Na Finlândia, até 1980, as ETAs produziam águas com elevadas concentrações de THMs (até 1.400µg/L), principalmente pela prática da pré-cloração sem a remoção prévia da MON (Hiisvirta, 1981 apud Vahala et al., 1999). Como conseqüência destas descobertas, a pré-cloração foi abandonada e passou a ser feito um controle mais efetivo da formação de THMs. Após estas medidas, em 1997 a concentração máxima de THMs de 15 ETAs estudadas ficou abaixo de 25µg/L (Huttunem, 1997, apud Vahala et al., 1999) e as concentrações do MX diminuíram aproximadamente 50% (Smeds et al., 1997, apud Vahala et al., 1999).

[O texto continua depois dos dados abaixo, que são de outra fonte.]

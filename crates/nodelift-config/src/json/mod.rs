//! package.json parsing and serialization

use camino::Utf8Path;
use nodelift_core::error::LiftError;
use nodelift_core::types::PackageManifest;

use crate::ConfigResult;

/// Parse JSON string to a package manifest
pub fn parse_manifest(content: &str) -> ConfigResult<PackageManifest> {
    let manifest: PackageManifest =
        serde_json::from_str(content).map_err(|e| LiftError::JsonParse {
            message: format!("JSON parsing error: {}", e),
        })?;

    if manifest.name.is_empty() {
        return Err(LiftError::ConfigValidation {
            field: "name".to_string(),
            reason: "package.json has no name".to_string(),
        });
    }

    Ok(manifest)
}

/// Serialize a manifest as pretty-printed JSON with a trailing newline
pub fn serialize_manifest(manifest: &PackageManifest) -> ConfigResult<String> {
    let mut out = serde_json::to_string_pretty(manifest).map_err(|e| LiftError::JsonParse {
        message: format!("JSON serialization error: {}", e),
    })?;
    out.push('\n');
    Ok(out)
}

/// Load and parse package.json from file path
pub async fn load_from_file(path: &Utf8Path) -> ConfigResult<PackageManifest> {
    let content = tokio::fs::read_to_string(path)
        .await
        .map_err(|e| LiftError::io(format!("Failed to read {}", path), e))?;

    parse_manifest(&content).map_err(|e| match e {
        LiftError::JsonParse { message } => LiftError::JsonParse {
            message: format!("In file {}: {}", path, message),
        },
        other => other,
    })
}

/// Write a manifest back to disk
pub async fn save_to_file(path: &Utf8Path, manifest: &PackageManifest) -> ConfigResult<()> {
    let content = serialize_manifest(manifest)?;
    tokio::fs::write(path, content)
        .await
        .map_err(|e| LiftError::io(format!("Failed to write {}", path), e))
}
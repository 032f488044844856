//! Configuration parsing for nodelift
//!
//! This crate handles the endpoint configuration file (`nodelift.toml`),
//! registry credentials, `.npmrc` fallbacks, and reading and writing
//! package.json manifests.

pub mod credentials;
pub mod json;
pub mod merge;
pub mod toml;

// Re-export main types
pub use credentials::{decode_credentials, encode_credentials, Credentials};
pub use merge::{ConfigLoader, ConfigSource, NpmrcSettings};
pub use toml::{BuildSection, EndpointSection, NodeliftToml, ShimSection};

use nodelift_core::error::LiftError;

/// Result type for configuration operations
pub type ConfigResult<T> = Result<T, LiftError>;
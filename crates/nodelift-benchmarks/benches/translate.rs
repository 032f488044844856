//! Range translation and manifest normalization benchmarks

use criterion::{black_box, criterion_group, criterion_main, BenchmarkId, Criterion, Throughput};
use indexmap::IndexMap;
use nodelift_benchmarks::criterion_config;
use nodelift_build::normalize_manifest;
use nodelift_config::json::parse_manifest;
use nodelift_semver::{normalize_dependencies, translate};

const RANGES: &[&str] = &[
    "^1.2.3",
    ">=1.2.3 <2.0.0",
    ">=1.2.0 <1.3.0",
    "~0.4.1",
    "1.x",
    "<2.0.0",
    "1.2.3 - 1.2.3",
    "*",
    "latest",
    ">=0.10.0 <0.11.0",
];

fn bench_translate(c: &mut Criterion) {
    let mut group = c.benchmark_group("translate");
    group.throughput(Throughput::Elements(RANGES.len() as u64));

    group.bench_function("mixed_ranges", |b| {
        b.iter(|| {
            for range in RANGES {
                let _ = black_box(translate(black_box(range)));
            }
        });
    });

    group.finish();
}

fn dependency_map(count: usize) -> IndexMap<String, String> {
    (0..count)
        .map(|i| {
            let specifier = match i % 4 {
                0 => RANGES[i % RANGES.len()].to_string(),
                1 => format!("owner/repo{}#v1.{}.0", i, i),
                2 => format!("git+https://github.com/owner/repo{}.git", i),
                _ => format!("{}.x", i % 5),
            };
            (format!("dep-{}", i), specifier)
        })
        .collect()
}

fn bench_normalize_dependencies(c: &mut Criterion) {
    let mut group = c.benchmark_group("normalize_dependencies");

    for count in [10, 100, 500] {
        let deps = dependency_map(count);
        group.throughput(Throughput::Elements(count as u64));
        group.bench_with_input(BenchmarkId::new("entries", count), &deps, |b, deps| {
            b.iter(|| black_box(normalize_dependencies(deps)));
        });
    }

    group.finish();
}

fn bench_normalize_manifest(c: &mut Criterion) {
    let dependencies: Vec<String> = dependency_map(50)
        .into_iter()
        .map(|(name, specifier)| format!("\"{}\": \"{}\"", name, specifier))
        .collect();
    let content = format!(
        r#"{{
  "name": "bench-package",
  "version": "1.0.0",
  "main": "./lib/index.js",
  "dependencies": {{ {} }},
  "browser": {{ "./lib/node.js": "./lib/browser.js", "fs": false, "ws": "./lib/ws-shim.js" }},
  "files": ["lib"]
}}"#,
        dependencies.join(", ")
    );

    c.bench_function("normalize_manifest", |b| {
        b.iter(|| {
            let manifest = parse_manifest(black_box(&content)).unwrap();
            black_box(normalize_manifest(manifest).unwrap())
        });
    });
}

criterion_group! {
    name = benches;
    config = criterion_config();
    targets = bench_translate, bench_normalize_dependencies, bench_normalize_manifest
}
criterion_main!(benches);
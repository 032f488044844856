//! Tarball packing
//!
//! Produces the registry layout: gzipped tar with every entry under
//! `package/`. Used to build fixtures and to repack converted trees.

use std::io::Write;
use std::path::Path;

use flate2::write::GzEncoder;
use flate2::Compression;
use nodelift_core::error::LiftError;
use tar::Builder;
use walkdir::WalkDir;

use crate::CacheResult;

/// Pack a directory as a registry-style tarball
pub fn pack_directory<W: Write>(writer: W, source_dir: &Path) -> CacheResult<()> {
    let io_err = |e| LiftError::io("Failed to write tarball".to_string(), e);
    let mut builder = Builder::new(GzEncoder::new(writer, Compression::default()));

    for entry in WalkDir::new(source_dir).sort_by_file_name() {
        let entry = entry.map_err(|e| {
            let message = format!("Failed to walk {}", source_dir.display());
            LiftError::io(message, e.into())
        })?;

        let relative = match entry.path().strip_prefix(source_dir) {
            Ok(relative) if !relative.as_os_str().is_empty() => relative,
            _ => continue,
        };
        let name = Path::new("package").join(relative);

        if entry.file_type().is_file() {
            builder
                .append_path_with_name(entry.path(), &name)
                .map_err(io_err)?;
        } else if entry.file_type().is_dir() {
            builder.append_dir(&name, entry.path()).map_err(io_err)?;
        }
    }

    builder.into_inner().map_err(io_err)?.finish().map_err(io_err)?;
    Ok(())
}

/// Pack a directory and return the tarball bytes
pub fn pack_directory_bytes(source_dir: &Path) -> CacheResult<Vec<u8>> {
    let mut buffer = Vec::new();
    pack_directory(&mut buffer, source_dir)?;
    Ok(buffer)
}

Estudos ecotoxicológicos fundamentados em bioensaios realizados em laboratório e em campo vêm sendo utilizados para monitoramento de poluição e contaminação de corpos d´água como forma de melhor integrar, explicar objetivamente resultados e subsidiar a tomada de decisões rápidas e seguras. Os bioensaios permitem uma visão abrangente da toxicidade aguda e/ou crônica que o “todo” dos poluentes eventualmente contidos no ambiente podem exercer sobre a biota, representando um valioso instrumento para avaliação de contaminantes aquáticos, mesmo quando presentes em níveis abaixo do limite de detecção analítica convencional. A toxicidade de um determinado agente

é resultante da concentração e do tempo de exposição a este agente. Com o intuito de determinar a toxicidade em corpos d´água, várias metodologias vêm sendo empregadas no Brasil em programas de caracterização e monitoramento de ecossistemas em diferentes atividades. Entre os estudos de mutagenicidade relacionados aos THMs, não se obtiveram respostas conclusivas, pois eles apresentaram resultados conflitantes: positivos e negativos em diferentes testes. Por exemplo, há relatos de clorofórmio apresentar resultados positivos em teste da Drosophila e “yeast test” e resultados negativos na indução de micronúcleos na medula óssea de camundongos e no ensaio da Salmonella typhimurium TA-100. Devem- se ressaltar as dificuldades inerentes aos estudos epidemiológicos associados à presença de THMs em águas destinadas ao abastecimento público, uma vez que os possíveis danos causados por estes compostos podem estar relacionados a outros fatores, tais como os hábitos alimentares da população estudada e ao tabagismo.